EXERCISE DIRECTIONS: Collect all lines from the records below that include the word "AppState".
---
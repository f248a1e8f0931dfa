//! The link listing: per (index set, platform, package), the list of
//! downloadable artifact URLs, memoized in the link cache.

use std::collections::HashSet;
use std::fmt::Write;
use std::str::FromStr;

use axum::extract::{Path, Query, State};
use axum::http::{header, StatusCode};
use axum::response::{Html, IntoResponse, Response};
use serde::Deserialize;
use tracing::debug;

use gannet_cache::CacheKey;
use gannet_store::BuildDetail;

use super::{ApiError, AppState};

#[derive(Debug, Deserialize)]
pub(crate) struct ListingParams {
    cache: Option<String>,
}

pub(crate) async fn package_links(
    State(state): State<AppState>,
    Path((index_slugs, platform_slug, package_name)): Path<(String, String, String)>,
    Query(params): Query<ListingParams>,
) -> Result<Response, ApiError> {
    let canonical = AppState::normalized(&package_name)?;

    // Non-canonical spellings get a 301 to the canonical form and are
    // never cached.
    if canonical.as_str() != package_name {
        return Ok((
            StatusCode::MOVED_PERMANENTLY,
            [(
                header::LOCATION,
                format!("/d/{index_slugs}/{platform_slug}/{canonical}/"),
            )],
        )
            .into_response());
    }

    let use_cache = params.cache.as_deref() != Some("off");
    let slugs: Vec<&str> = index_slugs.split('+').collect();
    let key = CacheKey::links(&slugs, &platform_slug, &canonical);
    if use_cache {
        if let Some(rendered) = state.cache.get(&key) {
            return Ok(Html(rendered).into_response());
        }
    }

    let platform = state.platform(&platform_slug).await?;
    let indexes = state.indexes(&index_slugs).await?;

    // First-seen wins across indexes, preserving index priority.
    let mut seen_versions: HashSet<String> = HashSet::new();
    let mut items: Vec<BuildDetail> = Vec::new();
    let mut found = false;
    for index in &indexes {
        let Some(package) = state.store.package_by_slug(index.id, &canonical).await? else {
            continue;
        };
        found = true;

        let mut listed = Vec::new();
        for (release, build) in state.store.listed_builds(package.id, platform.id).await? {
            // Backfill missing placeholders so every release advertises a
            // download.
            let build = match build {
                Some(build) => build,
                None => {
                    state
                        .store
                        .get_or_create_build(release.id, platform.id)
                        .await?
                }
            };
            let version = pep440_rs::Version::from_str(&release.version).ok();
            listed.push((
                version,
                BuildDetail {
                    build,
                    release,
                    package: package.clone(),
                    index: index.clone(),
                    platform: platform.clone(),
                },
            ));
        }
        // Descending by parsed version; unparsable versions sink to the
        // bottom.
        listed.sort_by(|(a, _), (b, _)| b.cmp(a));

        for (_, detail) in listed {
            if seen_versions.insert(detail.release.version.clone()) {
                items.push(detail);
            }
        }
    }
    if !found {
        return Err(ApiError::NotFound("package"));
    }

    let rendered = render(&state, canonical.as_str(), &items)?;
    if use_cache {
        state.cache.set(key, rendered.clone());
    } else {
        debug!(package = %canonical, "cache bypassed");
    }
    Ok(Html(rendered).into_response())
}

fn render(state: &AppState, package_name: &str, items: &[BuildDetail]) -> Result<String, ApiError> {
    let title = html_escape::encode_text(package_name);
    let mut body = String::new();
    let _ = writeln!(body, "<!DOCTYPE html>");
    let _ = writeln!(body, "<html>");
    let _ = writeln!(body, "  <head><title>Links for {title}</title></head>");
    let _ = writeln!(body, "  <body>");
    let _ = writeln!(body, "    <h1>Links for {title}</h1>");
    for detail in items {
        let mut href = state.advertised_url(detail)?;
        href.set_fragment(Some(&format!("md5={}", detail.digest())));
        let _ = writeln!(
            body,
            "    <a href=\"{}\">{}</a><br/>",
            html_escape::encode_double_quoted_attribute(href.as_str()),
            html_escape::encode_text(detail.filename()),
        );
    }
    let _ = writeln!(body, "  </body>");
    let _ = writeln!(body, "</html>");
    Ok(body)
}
---
TASK RESPONSE:
use super::{ApiError, AppState};
    State(state): State<AppState>,
    let canonical = AppState::normalized(&package_name)?;
fn render(state: &AppState, package_name: &str, items: &[BuildDetail]) -> Result<String, ApiError> {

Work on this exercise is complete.